* Task directions
Lines that include the string "crate" are the ones to copy from the entries below.

* Input for this task

____________

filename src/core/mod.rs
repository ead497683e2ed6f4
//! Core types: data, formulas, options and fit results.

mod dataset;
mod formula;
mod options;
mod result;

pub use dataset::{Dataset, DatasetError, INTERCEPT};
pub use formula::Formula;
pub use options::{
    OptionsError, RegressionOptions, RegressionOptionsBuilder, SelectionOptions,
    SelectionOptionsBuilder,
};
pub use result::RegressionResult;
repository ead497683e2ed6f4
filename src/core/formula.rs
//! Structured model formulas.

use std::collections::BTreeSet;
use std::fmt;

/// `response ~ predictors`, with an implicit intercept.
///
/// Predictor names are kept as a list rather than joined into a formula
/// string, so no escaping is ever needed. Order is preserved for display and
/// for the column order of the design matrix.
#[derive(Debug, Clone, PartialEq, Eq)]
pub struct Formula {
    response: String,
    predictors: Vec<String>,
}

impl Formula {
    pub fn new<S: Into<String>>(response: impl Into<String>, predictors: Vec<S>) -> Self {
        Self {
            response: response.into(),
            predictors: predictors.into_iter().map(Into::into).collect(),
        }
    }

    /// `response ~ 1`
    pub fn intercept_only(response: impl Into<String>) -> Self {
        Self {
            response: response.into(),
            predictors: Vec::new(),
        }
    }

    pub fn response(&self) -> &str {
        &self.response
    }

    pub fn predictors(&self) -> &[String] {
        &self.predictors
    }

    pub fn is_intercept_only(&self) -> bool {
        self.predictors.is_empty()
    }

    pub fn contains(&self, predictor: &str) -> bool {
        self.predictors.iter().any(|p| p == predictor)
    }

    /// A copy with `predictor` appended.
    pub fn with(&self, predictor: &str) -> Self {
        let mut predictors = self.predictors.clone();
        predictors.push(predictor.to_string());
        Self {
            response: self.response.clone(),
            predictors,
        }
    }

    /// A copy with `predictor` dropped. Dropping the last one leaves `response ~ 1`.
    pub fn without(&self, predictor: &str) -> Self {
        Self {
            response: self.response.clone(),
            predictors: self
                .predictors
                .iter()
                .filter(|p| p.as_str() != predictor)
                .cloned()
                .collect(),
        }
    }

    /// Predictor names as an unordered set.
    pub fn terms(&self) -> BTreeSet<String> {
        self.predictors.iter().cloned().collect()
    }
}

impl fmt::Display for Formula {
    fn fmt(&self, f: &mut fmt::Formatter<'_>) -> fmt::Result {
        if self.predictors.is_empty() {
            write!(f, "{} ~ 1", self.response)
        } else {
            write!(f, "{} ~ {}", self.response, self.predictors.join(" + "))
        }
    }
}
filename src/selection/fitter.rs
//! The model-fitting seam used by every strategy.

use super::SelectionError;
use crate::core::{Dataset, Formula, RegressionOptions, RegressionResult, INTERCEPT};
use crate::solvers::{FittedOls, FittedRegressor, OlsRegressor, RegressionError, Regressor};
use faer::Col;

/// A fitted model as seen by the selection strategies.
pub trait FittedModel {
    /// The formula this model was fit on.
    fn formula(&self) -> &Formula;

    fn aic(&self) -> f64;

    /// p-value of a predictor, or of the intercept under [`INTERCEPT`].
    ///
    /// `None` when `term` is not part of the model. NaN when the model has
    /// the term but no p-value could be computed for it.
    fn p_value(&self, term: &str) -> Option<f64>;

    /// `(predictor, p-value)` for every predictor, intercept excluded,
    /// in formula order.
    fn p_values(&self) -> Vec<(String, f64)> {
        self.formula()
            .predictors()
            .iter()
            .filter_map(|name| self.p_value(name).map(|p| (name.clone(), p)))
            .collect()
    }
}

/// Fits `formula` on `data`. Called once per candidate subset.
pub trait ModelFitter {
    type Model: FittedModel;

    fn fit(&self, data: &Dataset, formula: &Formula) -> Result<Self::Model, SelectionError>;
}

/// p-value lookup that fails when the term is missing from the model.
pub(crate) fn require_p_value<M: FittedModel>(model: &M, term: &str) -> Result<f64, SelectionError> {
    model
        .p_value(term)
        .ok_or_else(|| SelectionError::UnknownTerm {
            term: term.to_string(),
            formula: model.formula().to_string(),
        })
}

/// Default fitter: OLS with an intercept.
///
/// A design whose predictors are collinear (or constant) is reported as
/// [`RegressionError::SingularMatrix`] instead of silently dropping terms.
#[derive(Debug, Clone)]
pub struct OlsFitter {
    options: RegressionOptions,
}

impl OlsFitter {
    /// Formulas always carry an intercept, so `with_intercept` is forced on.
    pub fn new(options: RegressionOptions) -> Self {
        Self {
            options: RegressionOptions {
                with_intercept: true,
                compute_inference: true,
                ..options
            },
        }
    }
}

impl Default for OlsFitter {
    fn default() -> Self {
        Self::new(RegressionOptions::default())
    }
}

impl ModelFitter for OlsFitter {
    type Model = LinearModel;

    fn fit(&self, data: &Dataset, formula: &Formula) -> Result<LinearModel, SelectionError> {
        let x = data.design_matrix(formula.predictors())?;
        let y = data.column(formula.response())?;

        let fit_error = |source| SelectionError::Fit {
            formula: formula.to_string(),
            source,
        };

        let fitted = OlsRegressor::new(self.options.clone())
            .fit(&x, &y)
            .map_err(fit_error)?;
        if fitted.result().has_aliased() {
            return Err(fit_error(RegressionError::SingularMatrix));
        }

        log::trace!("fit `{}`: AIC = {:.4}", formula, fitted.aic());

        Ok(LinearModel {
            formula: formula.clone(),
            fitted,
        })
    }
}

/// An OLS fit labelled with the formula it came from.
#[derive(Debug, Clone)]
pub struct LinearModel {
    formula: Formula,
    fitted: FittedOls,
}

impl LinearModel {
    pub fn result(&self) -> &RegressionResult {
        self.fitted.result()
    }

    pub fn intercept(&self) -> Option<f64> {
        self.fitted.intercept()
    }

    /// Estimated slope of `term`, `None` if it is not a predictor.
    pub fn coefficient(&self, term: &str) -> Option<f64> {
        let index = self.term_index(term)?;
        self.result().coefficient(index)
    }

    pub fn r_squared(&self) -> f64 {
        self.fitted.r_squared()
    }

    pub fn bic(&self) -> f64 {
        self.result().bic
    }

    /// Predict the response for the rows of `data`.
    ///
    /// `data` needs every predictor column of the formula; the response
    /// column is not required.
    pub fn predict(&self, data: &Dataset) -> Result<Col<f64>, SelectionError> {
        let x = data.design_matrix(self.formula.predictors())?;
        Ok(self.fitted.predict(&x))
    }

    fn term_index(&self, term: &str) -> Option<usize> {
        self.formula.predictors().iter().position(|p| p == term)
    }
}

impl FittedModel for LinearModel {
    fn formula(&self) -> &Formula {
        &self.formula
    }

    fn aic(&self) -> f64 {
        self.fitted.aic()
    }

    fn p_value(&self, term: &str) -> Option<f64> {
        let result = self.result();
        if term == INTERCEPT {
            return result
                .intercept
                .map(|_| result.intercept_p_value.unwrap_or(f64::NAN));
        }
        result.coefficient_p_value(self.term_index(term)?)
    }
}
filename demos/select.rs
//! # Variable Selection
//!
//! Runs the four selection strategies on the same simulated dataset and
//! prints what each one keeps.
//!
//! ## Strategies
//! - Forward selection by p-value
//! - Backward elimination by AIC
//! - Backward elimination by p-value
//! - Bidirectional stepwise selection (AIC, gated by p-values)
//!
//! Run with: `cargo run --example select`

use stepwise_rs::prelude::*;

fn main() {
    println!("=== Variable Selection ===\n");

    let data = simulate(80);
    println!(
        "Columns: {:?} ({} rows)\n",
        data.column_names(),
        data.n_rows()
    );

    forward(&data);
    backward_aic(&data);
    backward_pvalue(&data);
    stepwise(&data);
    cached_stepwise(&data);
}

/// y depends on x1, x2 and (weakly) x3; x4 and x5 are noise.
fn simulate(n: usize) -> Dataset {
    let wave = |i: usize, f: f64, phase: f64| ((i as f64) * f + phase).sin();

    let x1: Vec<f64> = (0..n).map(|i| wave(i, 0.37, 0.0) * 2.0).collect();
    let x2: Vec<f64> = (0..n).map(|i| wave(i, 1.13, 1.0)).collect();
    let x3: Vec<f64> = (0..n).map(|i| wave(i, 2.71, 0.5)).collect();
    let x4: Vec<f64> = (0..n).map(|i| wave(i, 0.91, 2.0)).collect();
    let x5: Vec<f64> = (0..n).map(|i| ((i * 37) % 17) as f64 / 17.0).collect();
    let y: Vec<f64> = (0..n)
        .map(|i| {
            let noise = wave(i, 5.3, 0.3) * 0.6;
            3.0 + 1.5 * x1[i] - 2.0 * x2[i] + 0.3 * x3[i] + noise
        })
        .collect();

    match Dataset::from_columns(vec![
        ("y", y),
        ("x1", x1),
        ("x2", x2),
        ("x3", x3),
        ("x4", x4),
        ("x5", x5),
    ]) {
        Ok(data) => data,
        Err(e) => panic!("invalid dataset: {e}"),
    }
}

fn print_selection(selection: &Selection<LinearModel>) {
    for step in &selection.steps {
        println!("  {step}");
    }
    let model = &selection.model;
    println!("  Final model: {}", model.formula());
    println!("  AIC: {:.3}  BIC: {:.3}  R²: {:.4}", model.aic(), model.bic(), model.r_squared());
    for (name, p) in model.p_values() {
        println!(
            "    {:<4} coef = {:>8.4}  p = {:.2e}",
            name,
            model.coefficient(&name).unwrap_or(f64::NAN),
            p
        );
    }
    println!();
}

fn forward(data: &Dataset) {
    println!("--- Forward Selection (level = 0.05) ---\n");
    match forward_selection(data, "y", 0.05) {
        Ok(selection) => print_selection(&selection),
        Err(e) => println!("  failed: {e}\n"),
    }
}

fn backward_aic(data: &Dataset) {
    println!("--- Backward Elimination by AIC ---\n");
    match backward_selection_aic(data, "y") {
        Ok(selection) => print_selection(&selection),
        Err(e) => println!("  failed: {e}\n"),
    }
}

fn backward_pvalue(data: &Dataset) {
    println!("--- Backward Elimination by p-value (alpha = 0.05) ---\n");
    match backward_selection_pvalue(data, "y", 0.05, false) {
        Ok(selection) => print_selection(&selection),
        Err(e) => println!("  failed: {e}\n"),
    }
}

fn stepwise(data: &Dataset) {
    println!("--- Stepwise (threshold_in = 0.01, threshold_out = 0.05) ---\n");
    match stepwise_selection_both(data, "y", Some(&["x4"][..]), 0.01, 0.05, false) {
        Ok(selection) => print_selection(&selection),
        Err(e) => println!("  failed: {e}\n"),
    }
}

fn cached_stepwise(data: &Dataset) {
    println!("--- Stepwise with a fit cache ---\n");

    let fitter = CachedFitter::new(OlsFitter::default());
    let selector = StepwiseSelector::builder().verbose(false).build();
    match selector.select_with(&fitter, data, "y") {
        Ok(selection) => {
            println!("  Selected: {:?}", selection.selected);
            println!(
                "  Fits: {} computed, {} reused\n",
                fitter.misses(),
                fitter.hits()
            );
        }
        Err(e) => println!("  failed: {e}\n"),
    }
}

____________

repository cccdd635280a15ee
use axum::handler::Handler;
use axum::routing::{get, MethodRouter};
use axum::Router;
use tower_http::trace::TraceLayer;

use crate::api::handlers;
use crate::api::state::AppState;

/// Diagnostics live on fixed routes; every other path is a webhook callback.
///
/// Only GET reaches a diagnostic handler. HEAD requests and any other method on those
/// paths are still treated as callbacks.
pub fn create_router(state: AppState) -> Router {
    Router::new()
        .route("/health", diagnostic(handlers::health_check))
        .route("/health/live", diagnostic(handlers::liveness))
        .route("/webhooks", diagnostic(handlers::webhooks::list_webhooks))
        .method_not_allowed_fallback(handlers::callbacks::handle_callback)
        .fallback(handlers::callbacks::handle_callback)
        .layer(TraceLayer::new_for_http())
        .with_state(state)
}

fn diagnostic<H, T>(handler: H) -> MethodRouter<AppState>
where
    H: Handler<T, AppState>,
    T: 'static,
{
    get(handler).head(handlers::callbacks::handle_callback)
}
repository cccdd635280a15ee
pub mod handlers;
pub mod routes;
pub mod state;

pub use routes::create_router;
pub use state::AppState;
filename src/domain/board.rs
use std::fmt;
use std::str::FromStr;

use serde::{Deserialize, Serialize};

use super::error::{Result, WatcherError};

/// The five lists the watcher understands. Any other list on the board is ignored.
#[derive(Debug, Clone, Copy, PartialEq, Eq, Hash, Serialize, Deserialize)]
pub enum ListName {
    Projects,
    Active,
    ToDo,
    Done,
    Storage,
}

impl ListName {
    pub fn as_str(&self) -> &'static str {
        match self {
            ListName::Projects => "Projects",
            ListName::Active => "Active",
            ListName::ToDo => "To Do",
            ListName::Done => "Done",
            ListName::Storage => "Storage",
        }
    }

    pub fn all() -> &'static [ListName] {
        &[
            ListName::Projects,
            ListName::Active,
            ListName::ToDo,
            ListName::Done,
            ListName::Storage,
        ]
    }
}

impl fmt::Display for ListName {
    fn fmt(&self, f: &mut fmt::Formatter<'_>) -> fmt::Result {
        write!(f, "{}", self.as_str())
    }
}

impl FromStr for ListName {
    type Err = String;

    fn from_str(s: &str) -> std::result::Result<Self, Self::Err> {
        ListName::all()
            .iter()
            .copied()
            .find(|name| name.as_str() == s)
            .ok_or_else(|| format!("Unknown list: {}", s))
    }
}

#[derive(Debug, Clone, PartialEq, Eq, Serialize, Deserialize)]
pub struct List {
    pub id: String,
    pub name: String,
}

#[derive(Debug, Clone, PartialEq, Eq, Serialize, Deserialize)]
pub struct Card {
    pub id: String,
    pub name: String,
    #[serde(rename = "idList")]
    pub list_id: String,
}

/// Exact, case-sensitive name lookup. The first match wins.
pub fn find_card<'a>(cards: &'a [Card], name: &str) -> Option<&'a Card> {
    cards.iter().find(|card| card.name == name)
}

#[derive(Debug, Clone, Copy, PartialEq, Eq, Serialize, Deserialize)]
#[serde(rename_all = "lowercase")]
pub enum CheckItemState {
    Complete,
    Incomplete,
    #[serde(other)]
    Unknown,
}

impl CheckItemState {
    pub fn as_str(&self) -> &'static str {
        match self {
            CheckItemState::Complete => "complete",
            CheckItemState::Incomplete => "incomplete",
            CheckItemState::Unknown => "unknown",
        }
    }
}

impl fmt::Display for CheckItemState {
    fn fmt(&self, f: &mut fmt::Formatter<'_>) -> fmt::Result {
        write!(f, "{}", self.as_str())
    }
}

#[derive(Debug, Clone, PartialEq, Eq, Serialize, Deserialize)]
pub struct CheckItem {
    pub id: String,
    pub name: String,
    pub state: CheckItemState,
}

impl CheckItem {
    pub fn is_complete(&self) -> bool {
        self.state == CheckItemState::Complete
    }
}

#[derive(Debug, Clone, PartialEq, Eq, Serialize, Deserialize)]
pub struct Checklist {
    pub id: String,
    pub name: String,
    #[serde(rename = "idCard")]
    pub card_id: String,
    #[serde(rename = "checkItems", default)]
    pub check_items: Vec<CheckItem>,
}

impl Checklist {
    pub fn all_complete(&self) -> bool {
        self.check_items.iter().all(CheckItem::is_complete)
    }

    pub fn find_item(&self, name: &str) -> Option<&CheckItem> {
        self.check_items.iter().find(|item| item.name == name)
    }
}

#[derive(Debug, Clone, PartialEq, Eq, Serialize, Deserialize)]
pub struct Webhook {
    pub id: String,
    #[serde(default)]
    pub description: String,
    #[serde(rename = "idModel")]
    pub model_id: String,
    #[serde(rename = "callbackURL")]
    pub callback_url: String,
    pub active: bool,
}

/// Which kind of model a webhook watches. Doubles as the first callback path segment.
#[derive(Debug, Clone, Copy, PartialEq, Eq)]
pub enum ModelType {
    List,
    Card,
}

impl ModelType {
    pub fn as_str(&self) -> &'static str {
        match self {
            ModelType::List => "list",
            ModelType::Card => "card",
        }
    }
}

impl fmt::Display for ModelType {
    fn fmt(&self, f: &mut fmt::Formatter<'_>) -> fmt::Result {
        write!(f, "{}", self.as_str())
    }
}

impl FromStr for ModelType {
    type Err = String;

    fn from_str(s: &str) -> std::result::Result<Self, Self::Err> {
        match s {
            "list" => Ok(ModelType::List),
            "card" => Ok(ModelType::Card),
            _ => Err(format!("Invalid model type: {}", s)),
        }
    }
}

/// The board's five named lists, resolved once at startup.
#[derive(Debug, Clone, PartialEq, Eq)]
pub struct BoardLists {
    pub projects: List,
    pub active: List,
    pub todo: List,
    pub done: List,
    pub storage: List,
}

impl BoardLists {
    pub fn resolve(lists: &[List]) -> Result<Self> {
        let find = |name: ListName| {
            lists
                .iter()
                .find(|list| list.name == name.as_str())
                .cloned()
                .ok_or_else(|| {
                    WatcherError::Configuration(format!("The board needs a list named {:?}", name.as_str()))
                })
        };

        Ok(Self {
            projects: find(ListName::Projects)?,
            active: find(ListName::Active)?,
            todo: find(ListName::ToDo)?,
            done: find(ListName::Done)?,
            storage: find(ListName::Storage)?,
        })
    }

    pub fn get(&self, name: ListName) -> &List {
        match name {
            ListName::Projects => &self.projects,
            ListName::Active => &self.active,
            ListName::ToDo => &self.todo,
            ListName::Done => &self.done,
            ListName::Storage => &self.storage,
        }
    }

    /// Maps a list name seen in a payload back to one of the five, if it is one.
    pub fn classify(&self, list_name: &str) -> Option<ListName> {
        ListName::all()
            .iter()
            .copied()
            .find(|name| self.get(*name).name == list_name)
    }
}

____________

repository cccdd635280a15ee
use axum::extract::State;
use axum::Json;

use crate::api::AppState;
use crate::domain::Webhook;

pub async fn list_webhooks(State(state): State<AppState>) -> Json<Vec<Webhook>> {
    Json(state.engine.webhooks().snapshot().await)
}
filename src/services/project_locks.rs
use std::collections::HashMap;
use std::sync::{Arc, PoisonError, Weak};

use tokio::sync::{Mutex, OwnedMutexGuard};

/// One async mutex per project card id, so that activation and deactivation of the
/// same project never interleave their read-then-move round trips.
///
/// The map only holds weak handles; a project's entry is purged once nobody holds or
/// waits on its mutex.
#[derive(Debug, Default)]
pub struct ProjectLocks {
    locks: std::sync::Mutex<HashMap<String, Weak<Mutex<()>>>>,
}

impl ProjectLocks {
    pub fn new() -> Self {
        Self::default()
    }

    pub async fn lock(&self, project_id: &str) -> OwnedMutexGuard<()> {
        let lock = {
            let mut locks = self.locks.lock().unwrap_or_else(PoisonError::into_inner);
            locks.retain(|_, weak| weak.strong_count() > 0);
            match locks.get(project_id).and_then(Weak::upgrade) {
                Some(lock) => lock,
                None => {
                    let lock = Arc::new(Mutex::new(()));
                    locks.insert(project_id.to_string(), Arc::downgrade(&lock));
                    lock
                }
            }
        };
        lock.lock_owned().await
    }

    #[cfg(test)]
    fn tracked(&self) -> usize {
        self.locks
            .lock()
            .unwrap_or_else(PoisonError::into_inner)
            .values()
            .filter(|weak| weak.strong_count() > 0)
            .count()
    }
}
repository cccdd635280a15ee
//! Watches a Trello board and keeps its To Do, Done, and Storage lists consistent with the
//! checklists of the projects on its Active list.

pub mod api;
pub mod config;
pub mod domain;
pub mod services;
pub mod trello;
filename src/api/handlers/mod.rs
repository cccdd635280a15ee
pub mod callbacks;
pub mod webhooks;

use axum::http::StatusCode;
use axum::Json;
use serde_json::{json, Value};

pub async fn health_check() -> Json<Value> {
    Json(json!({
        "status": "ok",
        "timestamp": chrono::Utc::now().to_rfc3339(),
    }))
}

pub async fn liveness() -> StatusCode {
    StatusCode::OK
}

____________

* Response to this exercise
use crate::core::{Dataset, Formula, RegressionOptions, RegressionResult, INTERCEPT};
use crate::solvers::{FittedOls, FittedRegressor, OlsRegressor, RegressionError, Regressor};
pub(crate) fn require_p_value<M: FittedModel>(model: &M, term: &str) -> Result<f64, SelectionError> {
use crate::api::handlers;
use crate::api::state::AppState;
use crate::api::AppState;
use crate::domain::Webhook;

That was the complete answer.